EXERCISE BRIEF:
What lines below hold the string "London"? Copy them all.

····················

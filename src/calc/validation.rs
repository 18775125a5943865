//! Inline warnings for rows the server will ignore. None of these block
//! editing or submission.

use crate::editor::form::EventForm;
use std::fmt;

#[derive(Clone, Copy, Debug, PartialEq, Eq)]
pub enum Warning {
    ScheduleIncomplete { row: usize },
    ServiceUnnamed { service: usize },
    ItemUntitled { service: usize, item: usize },
}

impl fmt::Display for Warning {
    fn fmt(&self, f: &mut fmt::Formatter<'_>) -> fmt::Result {
        match self {
            Warning::ScheduleIncomplete { .. } => write!(
                f,
                "Both date and description are required for each schedule item to be saved."
            ),
            Warning::ServiceUnnamed { .. } => {
                write!(f, "Service name is required for music items to be saved.")
            }
            Warning::ItemUntitled { .. } => {
                write!(f, "Title is required for this item to be saved.")
            }
        }
    }
}

pub fn collect_warnings(form: &EventForm) -> Vec<Warning> {
    let mut warnings: Vec<Warning> = form
        .schedule
        .incomplete_rows()
        .into_iter()
        .map(|row| Warning::ScheduleIncomplete { row })
        .collect();

    for (service, category) in form.services.categories().iter().enumerate() {
        if category.needs_name() {
            warnings.push(Warning::ServiceUnnamed { service });
        }
        for (item, music) in category.items.iter().enumerate() {
            if !music.has_title() {
                warnings.push(Warning::ItemUntitled { service, item });
            }
        }
    }
    warnings
}

#[cfg(test)]
mod tests {
    use super::*;
    use crate::editor::form::tests::sample_event;
    use crate::editor::schedule::ScheduleField;
    use crate::editor::services::ItemField;
    use crate::editor::view_state::CellRef;
    use chrono_tz::Europe::London;

    #[test]
    fn test_clean_form_has_no_warnings() {
        let form = EventForm::from_event(&sample_event(), London);
        assert!(collect_warnings(&form).is_empty());
    }

    #[test]
    fn test_warnings_for_each_kind() {
        let mut form = EventForm::from_event(&sample_event(), London);
        form.schedule.set_field(0, ScheduleField::Description, "");
        let fresh = form.services.add_category();
        form.services
            .set_item_field(CellRef::new(fresh, 0), ItemField::Title, "Ave verum");
        form.services.add_item(fresh);

        assert_eq!(
            collect_warnings(&form),
            vec![
                Warning::ScheduleIncomplete { row: 0 },
                Warning::ServiceUnnamed { service: 2 },
                Warning::ItemUntitled { service: 2, item: 1 },
            ]
        );
    }

    #[test]
    fn test_blank_new_service_only_flags_item() {
        let mut form = EventForm::from_event(&sample_event(), London);
        form.services.add_category();
        assert_eq!(
            collect_warnings(&form),
            vec![Warning::ItemUntitled { service: 2, item: 0 }]
        );
    }

    #[test]
    fn test_messages() {
        assert_eq!(
            Warning::ItemUntitled { service: 0, item: 0 }.to_string(),
            "Title is required for this item to be saved."
        );
        assert!(Warning::ScheduleIncomplete { row: 3 }
            .to_string()
            .starts_with("Both date and description"));
    }
}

····················

ANSWER SPACE:
    use chrono_tz::Europe::London;
        let form = EventForm::from_event(&sample_event(), London);
        let mut form = EventForm::from_event(&sample_event(), London);
        let mut form = EventForm::from_event(&sample_event(), London);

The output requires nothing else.